Monday, November 7, 2011

Sprezzatura!

This is a concept that I picked up reading Catch and Release a book about fishing and the philosophy of life written by Canadian Mark Kingwell. He got the idea from the author of the book on the perfect courtier, Baldassare Castiglione. The book is called The Book of the Courtier and it was written between 1508 and 1528. Regarding sprezzatura, Castiglione says:
I have found quite a universal rule which in this matter seems to me valid above all other, and in all human affairs whether in word or deed: and that is to avoid affectation in every way possible as though it were some rough and dangerous reef; and (to pronounce a new word perhaps) to practice in all things a certain sprezzatura [nonchalance], so as to conceal all art and make whatever is done or said appear to be without effort and almost without any thought about it.
 The concept is surprisingly relevant in music, especially for performers and understanding it has improved my own playing immensely. When I came to the classical guitar I was undoubtedly heavy-handed. My first instrument was electric bass, after all, and I went at everything with perhaps an excess of energy. There is a whole school of guitar playing that is effortful. It seemed that the seriousness of the music--or the seriousness of my intentions--meant that this was how you had to play. It made difficult music even more difficult of course. I finally grew tired of this way of playing and heard a guitarist who just seemed to do everything effortlessly. At first I resented it and thought it was a kind of fakery. But with time I came to see that this was a much better way to play. Instead of effort and strain, sprezzatura! --playing with lightness, charm, elegance, grace and poise.

I went to a concert last night that included the Trumpet Concerto by Joseph Haydn. A lovely piece and the first written for a trumpet that could play chromatic notes. The soloist did a wonderful job up until the encore. Lacking any other choice, and since the orchestra had just played it in the first half, they decided to repeat the Hornpipe from Handel's Water Music. Here it is on natural trumpet:


For some odd reason, perhaps because Dennis Brain, the great English virtuoso hornist had done it, he decided to amuse us by playing it on a length of garden hose with mouthpiece.

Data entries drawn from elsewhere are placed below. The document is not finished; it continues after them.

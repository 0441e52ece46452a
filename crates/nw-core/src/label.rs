//! Flow labels: what value a wire carries.
//!
//! The label leaving a box is its stored label, unless the box is a
//! placeable element, in which case it is derived from whatever flows
//! into it. Resolution walks upstream depth-first and stops at any element
//! already on the current path, so a wire loop shows the stored label.

use crate::behavior::behavior_for_id;
use crate::id::{INCOMING_STUB_PREFIX, NodeId};
use crate::model::{ConnectionPath, IncomingStub, Labels};
use std::collections::HashSet;

#[derive(Debug, Clone, Copy, PartialEq, Eq, Hash)]
pub enum LabelType {
    Number,
    Text,
}

/// `Number` when entirely ASCII digits, `Text` otherwise; blank is untyped.
pub fn label_type(label: Option<&str>) -> Option<LabelType> {
    let trimmed = label?.trim();
    if trimmed.is_empty() {
        None
    } else if trimmed.bytes().all(|b| b.is_ascii_digit()) {
        Some(LabelType::Number)
    } else {
        Some(LabelType::Text)
    }
}

/// Combiner rule. Blank inputs are dropped; one input passes through; two
/// inputs must share a type and are summed (numbers) or concatenated in
/// connection order (text). Anything else yields `None`.
pub fn combine_labels<S: AsRef<str>>(labels: &[S]) -> Option<String> {
    let cleaned: Vec<&str> = labels
        .iter()
        .map(|l| l.as_ref().trim())
        .filter(|l| !l.is_empty())
        .collect();
    match cleaned.as_slice() {
        [] => None,
        [single] => Some((*single).to_string()),
        [first, second, ..] => {
            let first_type = label_type(Some(first))?;
            if label_type(Some(second)) != Some(first_type) {
                return None;
            }
            match first_type {
                LabelType::Number => {
                    let a: u128 = first.parse().ok()?;
                    let b: u128 = second.parse().ok()?;
                    a.checked_add(b).map(|sum| sum.to_string())
                }
                LabelType::Text => Some(format!("{first}{second}")),
            }
        }
    }
}

fn letter_position(c: char) -> Option<u32> {
    c.is_ascii_alphabetic()
        .then(|| u32::from(c.to_ascii_uppercase()) - u32::from('A') + 1)
}

/// Converter rule.
///
/// - a single letter becomes its 1-based alphabet position (`"c"` → `"3"`)
/// - several letters become the product of their positions (`"bb"` → `"4"`)
/// - a number from 1 to 26 becomes its uppercase letter (`"1"` → `"A"`)
///
/// Any other shape, or a product too large to represent, passes through.
pub fn convert_label(label: &str) -> String {
    let trimmed = label.trim();
    if trimmed.is_empty() {
        return label.to_string();
    }
    if trimmed.chars().all(|c| c.is_ascii_alphabetic()) {
        let product = trimmed
            .chars()
            .filter_map(letter_position)
            .try_fold(1u128, |acc, pos| acc.checked_mul(u128::from(pos)));
        return match product {
            Some(value) => value.to_string(),
            None => label.to_string(),
        };
    }
    if trimmed.bytes().all(|b| b.is_ascii_digit())
        && let Ok(value) = trimmed.parse::<u32>()
        && (1..=26).contains(&value)
        && let Some(letter) = char::from_u32(u32::from('A') + value - 1)
    {
        return letter.to_string();
    }
    label.to_string()
}

/// Read-only view over one room used during resolution.
#[derive(Debug, Clone, Copy)]
pub struct ResolveContext<'a> {
    pub labels: &'a Labels,
    pub connections: &'a [ConnectionPath],
}

impl<'a> ResolveContext<'a> {
    pub fn new(labels: &'a Labels, connections: &'a [ConnectionPath]) -> Self {
        Self { labels, connections }
    }

    /// Resolve from a fresh, empty visited set.
    pub fn flow_label(&self, id: NodeId) -> Option<String> {
        self.resolve(id, &mut HashSet::new())
    }

    pub(crate) fn resolve(&self, id: NodeId, visited: &mut HashSet<NodeId>) -> Option<String> {
        let stored = self.labels.get(&id).cloned();
        let Some(behavior) = behavior_for_id(id) else {
            return stored;
        };
        if !visited.insert(id) {
            log::trace!("label cycle reached {id}, using stored label");
            return stored;
        }
        behavior.resolve_label(id, self, visited).or(stored)
    }
}

/// Effective label leaving `id`, given the room's stored labels and wires.
pub fn resolve_flow_label(id: NodeId, labels: &Labels, connections: &[ConnectionPath]) -> Option<String> {
    ResolveContext::new(labels, connections).flow_label(id)
}

/// Replace every incoming-stub entry of a room's label map with the
/// room's current stubs, leaving other labels untouched.
pub fn sync_incoming_stub_labels(labels: &mut Labels, incoming: &[IncomingStub]) {
    labels.retain(|id, _| !id.has_prefix(INCOMING_STUB_PREFIX));
    for stub in incoming {
        labels.insert(stub.id, stub.label.clone());
    }
}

Alas, he messed it up terribly! Remember, sprezzatura! As someone pointed out, the audience does not want to hear what you can't do. As a performer you want to show, not only mastery, but ease, delight. Here is what the opposite of sprezzatura looks like:


And this:


But even the great Julian Bream has touches of it:


In this approach one must not only make a great effort for the audience, but one must show what a great effort one is making by flurries of notes, heavy accents, furrowed brow and straining tendons. The reliable indicator of this effort, on the guitar at least, is the timbre which becomes thin, naily and harsh. Julian Bream has it much less than the first two gentlemen, Eliot Fisk and Kazuhito Yamashita, and he makes a lovely sound despite it, but he, too, possesses the opposite of sprezzatura.

Here is what sprezzatura looks and sounds like:


Alvaro Pierri, a student of Abel Carlevaro, is the guitarist that I first noticed with the quality of sprezzatura. Others have it in spades:


That is the fine Scottish guitarist, David Russell. John Williams also has it:


I have stuck to guitarists here because sprezzatura can be a subtle thing and the classical guitar is the instrument I know best. It is also one where the timbre reveals many things that on the piano, are filtered out by the key mechanism.

Sprezzatura is one of many traditional aesthetic values that I think need rediscovering.

2 comments:

Monique Appels said...

Thank you very much for your article. It is precisely why the word 'Sprezzatura' has become the name of the duo of Niek Edeling and me. Playing all kinds of ethnical instruments, percussion, voice and strings, we develop craftsmanship to be free in the playing.

Bryan Townsend said...

Welcome to the Music Salon Monique and good luck with your ensemble.